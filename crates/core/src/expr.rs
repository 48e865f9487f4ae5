//! Contract expressions.
//!
//! `Expr` is a closed sum type: every visitor matches it exhaustively, and
//! [`Expr::children`] is the single place that knows which slots hold
//! sub-expressions.

use std::fmt;

use serde::{Deserialize, Serialize};

use crate::ast::Span;

#[derive(Debug, Clone, PartialEq, Serialize, Deserialize)]
#[serde(tag = "kind")]
pub enum Expr {
    Identifier(Identifier),
    Member(MemberExpr),
    Literal(Literal),
    Binary(BinaryExpr),
    Logical(LogicalExpr),
    Unary(UnaryExpr),
    Call(CallExpr),
    Quantifier(QuantifierExpr),
    Conditional(ConditionalExpr),
    List(ListExpr),
    Old(OldExpr),
}

#[derive(Debug, Clone, PartialEq, Serialize, Deserialize)]
pub struct Identifier {
    pub name: String,
    #[serde(default)]
    pub span: Option<Span>,
}

/// `object.property`
#[derive(Debug, Clone, PartialEq, Serialize, Deserialize)]
pub struct MemberExpr {
    pub object: Box<Expr>,
    pub property: String,
    #[serde(default)]
    pub span: Option<Span>,
}

#[derive(Debug, Clone, PartialEq, Serialize, Deserialize)]
pub struct Literal {
    pub value: LiteralValue,
    #[serde(default)]
    pub span: Option<Span>,
}

#[derive(Debug, Clone, PartialEq, Serialize, Deserialize)]
#[serde(tag = "type", content = "value", rename_all = "lowercase")]
pub enum LiteralValue {
    Boolean(bool),
    Number(f64),
    String(String),
    Null,
    Duration(DurationLiteral),
}

#[derive(Debug, Clone, PartialEq, Serialize, Deserialize)]
pub struct DurationLiteral {
    pub value: f64,
    pub unit: String,
}

#[derive(Debug, Clone, Copy, PartialEq, Eq, Hash, Serialize, Deserialize)]
pub enum BinaryOp {
    #[serde(rename = "==", alias = "===")]
    Eq,
    #[serde(rename = "!=", alias = "!==")]
    Ne,
    #[serde(rename = "<")]
    Lt,
    #[serde(rename = "<=")]
    Le,
    #[serde(rename = ">")]
    Gt,
    #[serde(rename = ">=")]
    Ge,
    #[serde(rename = "+")]
    Add,
    #[serde(rename = "-")]
    Sub,
    #[serde(rename = "*")]
    Mul,
    #[serde(rename = "/")]
    Div,
    #[serde(rename = "%")]
    Rem,
    #[serde(rename = "in")]
    In,
}
use std::process;

use isl_core::DiagnosticCode;

use crate::{report_error, OutputFormat};

pub(crate) fn cmd_explain(query: &str, output: OutputFormat, quiet: bool) {
    let codes = DiagnosticCode::lookup(query);
    if codes.is_empty() {
        let msg = format!(
            "unknown diagnostic code '{}'. Codes are in the ranges E0340-E0346, E0350-E0353 and E0360-E0363",
            query
        );
        report_error(&msg, output, quiet);
        process::exit(1);
    }
    if quiet {
        return;
    }

    match output {
        OutputFormat::Json => {
            let entries: Vec<serde_json::Value> = codes
                .iter()
                .map(|c| {
                    serde_json::json!({
                        "code": c.code(),
                        "name": c.name(),
                        "severity": c.severity(),
                        "explanation": c.explanation(),
                    })
                })
                .collect();
            let json = serde_json::to_string_pretty(&entries)
                .unwrap_or_else(|e| format!("{{\"error\": \"serialization: {}\"}}", e));
            println!("{}", json);
        }
        OutputFormat::Text => {
            for (i, code) in codes.iter().enumerate() {
                if i > 0 {
                    println!();
                }
                println!("{} {} ({})", code.code(), code.name(), code.severity());
                println!();
                println!("{}", code.explanation());
            }
        }
    }
}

# # #

> [Your objective] Give the data again, exactly as it stands.

> [Response area]
filename crates/core/src/expr.rs
repository 48e865f9487f4ae5
//! Contract expressions.
//!
//! `Expr` is a closed sum type: every visitor matches it exhaustively, and
//! [`Expr::children`] is the single place that knows which slots hold
//! sub-expressions.

use std::fmt;

use serde::{Deserialize, Serialize};

use crate::ast::Span;

#[derive(Debug, Clone, PartialEq, Serialize, Deserialize)]
#[serde(tag = "kind")]
pub enum Expr {
    Identifier(Identifier),
    Member(MemberExpr),
    Literal(Literal),
    Binary(BinaryExpr),
    Logical(LogicalExpr),
    Unary(UnaryExpr),
    Call(CallExpr),
    Quantifier(QuantifierExpr),
    Conditional(ConditionalExpr),
    List(ListExpr),
    Old(OldExpr),
}

#[derive(Debug, Clone, PartialEq, Serialize, Deserialize)]
pub struct Identifier {
    pub name: String,
    #[serde(default)]
    pub span: Option<Span>,
}

/// `object.property`
#[derive(Debug, Clone, PartialEq, Serialize, Deserialize)]
pub struct MemberExpr {
    pub object: Box<Expr>,
    pub property: String,
    #[serde(default)]
    pub span: Option<Span>,
}

#[derive(Debug, Clone, PartialEq, Serialize, Deserialize)]
pub struct Literal {
    pub value: LiteralValue,
    #[serde(default)]
    pub span: Option<Span>,
}

#[derive(Debug, Clone, PartialEq, Serialize, Deserialize)]
#[serde(tag = "type", content = "value", rename_all = "lowercase")]
pub enum LiteralValue {
    Boolean(bool),
    Number(f64),
    String(String),
    Null,
    Duration(DurationLiteral),
}

#[derive(Debug, Clone, PartialEq, Serialize, Deserialize)]
pub struct DurationLiteral {
    pub value: f64,
    pub unit: String,
}

#[derive(Debug, Clone, Copy, PartialEq, Eq, Hash, Serialize, Deserialize)]
pub enum BinaryOp {
    #[serde(rename = "==", alias = "===")]
    Eq,
    #[serde(rename = "!=", alias = "!==")]
    Ne,
    #[serde(rename = "<")]
    Lt,
    #[serde(rename = "<=")]
    Le,
    #[serde(rename = ">")]
    Gt,
    #[serde(rename = ">=")]
    Ge,
    #[serde(rename = "+")]
    Add,
    #[serde(rename = "-")]
    Sub,
    #[serde(rename = "*")]
    Mul,
    #[serde(rename = "/")]
    Div,
    #[serde(rename = "%")]
    Rem,
    #[serde(rename = "in")]
    In,
}
use std::process;

use isl_core::DiagnosticCode;

use crate::{report_error, OutputFormat};

pub(crate) fn cmd_explain(query: &str, output: OutputFormat, quiet: bool) {
    let codes = DiagnosticCode::lookup(query);
    if codes.is_empty() {
        let msg = format!(
            "unknown diagnostic code '{}'. Codes are in the ranges E0340-E0346, E0350-E0353 and E0360-E0363",
            query
        );
        report_error(&msg, output, quiet);
        process::exit(1);
    }
    if quiet {
        return;
    }

    match output {
        OutputFormat::Json => {
            let entries: Vec<serde_json::Value> = codes
                .iter()
                .map(|c| {
                    serde_json::json!({
                        "code": c.code(),
                        "name": c.name(),
                        "severity": c.severity(),
                        "explanation": c.explanation(),
                    })
                })
                .collect();
            let json = serde_json::to_string_pretty(&entries)
                .unwrap_or_else(|e| format!("{{\"error\": \"serialization: {}\"}}", e));
            println!("{}", json);
        }
        OutputFormat::Text => {
            for (i, code) in codes.iter().enumerate() {
                if i > 0 {
                    println!();
                }
                println!("{} {} ({})", code.code(), code.name(), code.severity());
                println!();
                println!("{}", code.explanation());
            }
        }
    }
}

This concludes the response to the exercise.